◆ Work instruction
Your task is to filter the entries and copy every line containing the string "trimmed".

##########

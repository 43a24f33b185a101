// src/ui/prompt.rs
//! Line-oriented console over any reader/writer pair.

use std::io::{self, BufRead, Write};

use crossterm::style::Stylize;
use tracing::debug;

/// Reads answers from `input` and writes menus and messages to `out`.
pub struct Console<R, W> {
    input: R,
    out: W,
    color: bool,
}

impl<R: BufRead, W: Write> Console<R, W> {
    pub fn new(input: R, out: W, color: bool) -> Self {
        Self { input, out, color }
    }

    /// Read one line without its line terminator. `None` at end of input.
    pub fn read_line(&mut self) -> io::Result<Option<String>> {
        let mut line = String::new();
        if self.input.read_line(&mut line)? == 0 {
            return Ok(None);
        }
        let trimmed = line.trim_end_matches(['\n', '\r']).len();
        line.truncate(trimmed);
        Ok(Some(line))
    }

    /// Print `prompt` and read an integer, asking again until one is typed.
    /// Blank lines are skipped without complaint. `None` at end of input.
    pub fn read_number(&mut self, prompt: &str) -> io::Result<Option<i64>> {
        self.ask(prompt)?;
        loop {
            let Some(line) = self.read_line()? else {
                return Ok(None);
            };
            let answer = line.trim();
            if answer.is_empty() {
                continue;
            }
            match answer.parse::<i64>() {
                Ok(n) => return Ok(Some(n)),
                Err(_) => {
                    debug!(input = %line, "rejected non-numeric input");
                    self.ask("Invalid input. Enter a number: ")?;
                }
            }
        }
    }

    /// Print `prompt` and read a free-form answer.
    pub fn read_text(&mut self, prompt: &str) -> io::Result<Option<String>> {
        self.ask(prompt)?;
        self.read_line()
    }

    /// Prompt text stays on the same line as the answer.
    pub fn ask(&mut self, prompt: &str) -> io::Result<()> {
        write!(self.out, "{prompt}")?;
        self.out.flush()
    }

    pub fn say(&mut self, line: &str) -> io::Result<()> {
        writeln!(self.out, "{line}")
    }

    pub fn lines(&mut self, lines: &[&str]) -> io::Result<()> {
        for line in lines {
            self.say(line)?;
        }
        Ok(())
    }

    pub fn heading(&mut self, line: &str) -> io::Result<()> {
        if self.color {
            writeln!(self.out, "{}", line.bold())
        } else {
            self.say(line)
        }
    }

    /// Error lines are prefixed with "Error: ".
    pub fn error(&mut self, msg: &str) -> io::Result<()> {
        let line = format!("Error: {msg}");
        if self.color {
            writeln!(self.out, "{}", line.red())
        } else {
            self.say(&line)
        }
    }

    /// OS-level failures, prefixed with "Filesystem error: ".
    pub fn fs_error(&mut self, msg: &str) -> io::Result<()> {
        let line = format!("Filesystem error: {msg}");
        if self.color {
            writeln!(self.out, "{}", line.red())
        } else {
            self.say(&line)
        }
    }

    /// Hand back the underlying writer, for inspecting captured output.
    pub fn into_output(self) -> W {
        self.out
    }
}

##########

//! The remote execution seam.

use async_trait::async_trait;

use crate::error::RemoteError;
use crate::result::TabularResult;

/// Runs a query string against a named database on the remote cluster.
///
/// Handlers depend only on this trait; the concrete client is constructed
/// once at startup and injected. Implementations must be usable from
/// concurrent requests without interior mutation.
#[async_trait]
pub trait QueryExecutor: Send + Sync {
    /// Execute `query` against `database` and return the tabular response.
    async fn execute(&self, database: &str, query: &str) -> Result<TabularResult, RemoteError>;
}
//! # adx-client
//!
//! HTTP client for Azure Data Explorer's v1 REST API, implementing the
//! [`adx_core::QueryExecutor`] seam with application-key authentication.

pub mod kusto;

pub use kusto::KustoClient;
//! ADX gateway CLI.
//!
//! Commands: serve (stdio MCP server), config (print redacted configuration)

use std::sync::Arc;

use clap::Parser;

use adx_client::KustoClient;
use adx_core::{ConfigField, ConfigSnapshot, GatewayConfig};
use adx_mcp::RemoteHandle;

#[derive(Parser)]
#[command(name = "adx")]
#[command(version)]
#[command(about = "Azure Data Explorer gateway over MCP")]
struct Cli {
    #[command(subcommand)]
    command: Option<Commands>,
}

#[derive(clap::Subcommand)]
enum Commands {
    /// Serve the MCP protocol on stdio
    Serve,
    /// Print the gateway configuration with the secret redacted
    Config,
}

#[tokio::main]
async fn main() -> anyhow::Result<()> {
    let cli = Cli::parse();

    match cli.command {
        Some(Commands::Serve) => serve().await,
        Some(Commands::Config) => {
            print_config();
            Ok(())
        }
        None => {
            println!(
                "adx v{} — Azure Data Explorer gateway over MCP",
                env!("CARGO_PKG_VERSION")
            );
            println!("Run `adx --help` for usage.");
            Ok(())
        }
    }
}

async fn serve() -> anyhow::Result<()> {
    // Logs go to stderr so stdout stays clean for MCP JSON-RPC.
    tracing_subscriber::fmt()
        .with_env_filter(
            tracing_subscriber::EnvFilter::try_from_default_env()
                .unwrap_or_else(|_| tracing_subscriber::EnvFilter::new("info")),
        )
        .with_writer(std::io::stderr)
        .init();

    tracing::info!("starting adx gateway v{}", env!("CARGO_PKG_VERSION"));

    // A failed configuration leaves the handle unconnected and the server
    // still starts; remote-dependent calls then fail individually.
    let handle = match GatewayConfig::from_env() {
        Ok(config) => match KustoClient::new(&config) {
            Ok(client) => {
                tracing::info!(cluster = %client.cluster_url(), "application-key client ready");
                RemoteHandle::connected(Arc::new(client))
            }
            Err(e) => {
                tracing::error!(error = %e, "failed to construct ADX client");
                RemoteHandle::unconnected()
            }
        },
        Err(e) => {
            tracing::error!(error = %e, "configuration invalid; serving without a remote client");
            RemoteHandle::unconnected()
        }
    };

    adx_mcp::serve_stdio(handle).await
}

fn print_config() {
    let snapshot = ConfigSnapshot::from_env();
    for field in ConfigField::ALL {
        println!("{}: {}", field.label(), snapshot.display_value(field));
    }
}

##########

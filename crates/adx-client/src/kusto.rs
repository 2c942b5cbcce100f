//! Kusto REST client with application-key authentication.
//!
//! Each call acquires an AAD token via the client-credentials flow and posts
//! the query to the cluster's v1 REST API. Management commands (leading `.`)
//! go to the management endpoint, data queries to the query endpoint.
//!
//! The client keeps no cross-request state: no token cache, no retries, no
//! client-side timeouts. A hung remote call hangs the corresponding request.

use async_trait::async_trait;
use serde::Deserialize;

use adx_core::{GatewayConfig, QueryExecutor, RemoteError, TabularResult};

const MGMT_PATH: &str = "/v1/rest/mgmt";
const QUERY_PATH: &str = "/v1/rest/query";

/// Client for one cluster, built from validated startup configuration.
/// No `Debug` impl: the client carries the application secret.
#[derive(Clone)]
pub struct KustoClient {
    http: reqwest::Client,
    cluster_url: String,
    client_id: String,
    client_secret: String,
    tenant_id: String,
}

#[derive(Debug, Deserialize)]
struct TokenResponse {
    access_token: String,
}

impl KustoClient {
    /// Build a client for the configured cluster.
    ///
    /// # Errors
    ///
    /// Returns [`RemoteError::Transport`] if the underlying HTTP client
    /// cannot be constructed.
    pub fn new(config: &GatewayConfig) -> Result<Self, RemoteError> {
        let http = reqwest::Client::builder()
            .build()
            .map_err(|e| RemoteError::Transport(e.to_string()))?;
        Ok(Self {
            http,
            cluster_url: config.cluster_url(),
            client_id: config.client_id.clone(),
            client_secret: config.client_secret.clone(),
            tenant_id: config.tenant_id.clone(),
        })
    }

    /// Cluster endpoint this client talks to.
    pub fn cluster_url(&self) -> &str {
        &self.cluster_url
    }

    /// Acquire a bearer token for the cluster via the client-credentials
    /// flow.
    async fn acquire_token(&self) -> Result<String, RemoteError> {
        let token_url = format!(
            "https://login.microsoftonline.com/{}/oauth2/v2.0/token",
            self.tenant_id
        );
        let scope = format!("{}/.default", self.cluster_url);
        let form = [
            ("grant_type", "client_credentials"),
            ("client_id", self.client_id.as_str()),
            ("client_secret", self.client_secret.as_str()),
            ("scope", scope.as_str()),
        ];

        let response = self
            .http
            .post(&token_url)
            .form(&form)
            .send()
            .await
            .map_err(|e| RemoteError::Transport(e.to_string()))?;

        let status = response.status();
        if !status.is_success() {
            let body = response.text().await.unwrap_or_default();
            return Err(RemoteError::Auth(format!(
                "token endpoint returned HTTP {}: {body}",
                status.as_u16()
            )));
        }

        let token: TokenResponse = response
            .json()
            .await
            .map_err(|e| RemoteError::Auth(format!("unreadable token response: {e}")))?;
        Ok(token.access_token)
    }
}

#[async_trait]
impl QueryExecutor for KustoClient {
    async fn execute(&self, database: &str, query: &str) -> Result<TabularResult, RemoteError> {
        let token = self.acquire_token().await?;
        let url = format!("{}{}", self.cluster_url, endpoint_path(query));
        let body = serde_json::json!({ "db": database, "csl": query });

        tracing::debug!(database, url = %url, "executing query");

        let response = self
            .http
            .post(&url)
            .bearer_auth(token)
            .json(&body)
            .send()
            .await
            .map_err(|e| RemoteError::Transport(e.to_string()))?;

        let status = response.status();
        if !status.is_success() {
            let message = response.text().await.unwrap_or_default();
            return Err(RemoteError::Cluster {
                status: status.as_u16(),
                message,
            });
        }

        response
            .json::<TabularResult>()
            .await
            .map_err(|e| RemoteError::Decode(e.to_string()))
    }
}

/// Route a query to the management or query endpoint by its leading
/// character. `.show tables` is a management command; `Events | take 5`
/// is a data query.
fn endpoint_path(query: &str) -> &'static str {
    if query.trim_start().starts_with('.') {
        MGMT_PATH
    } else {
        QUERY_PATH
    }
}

##########

◆ Your solution
        let trimmed = line.trim_end_matches(['\n', '\r']).len();
        line.truncate(trimmed);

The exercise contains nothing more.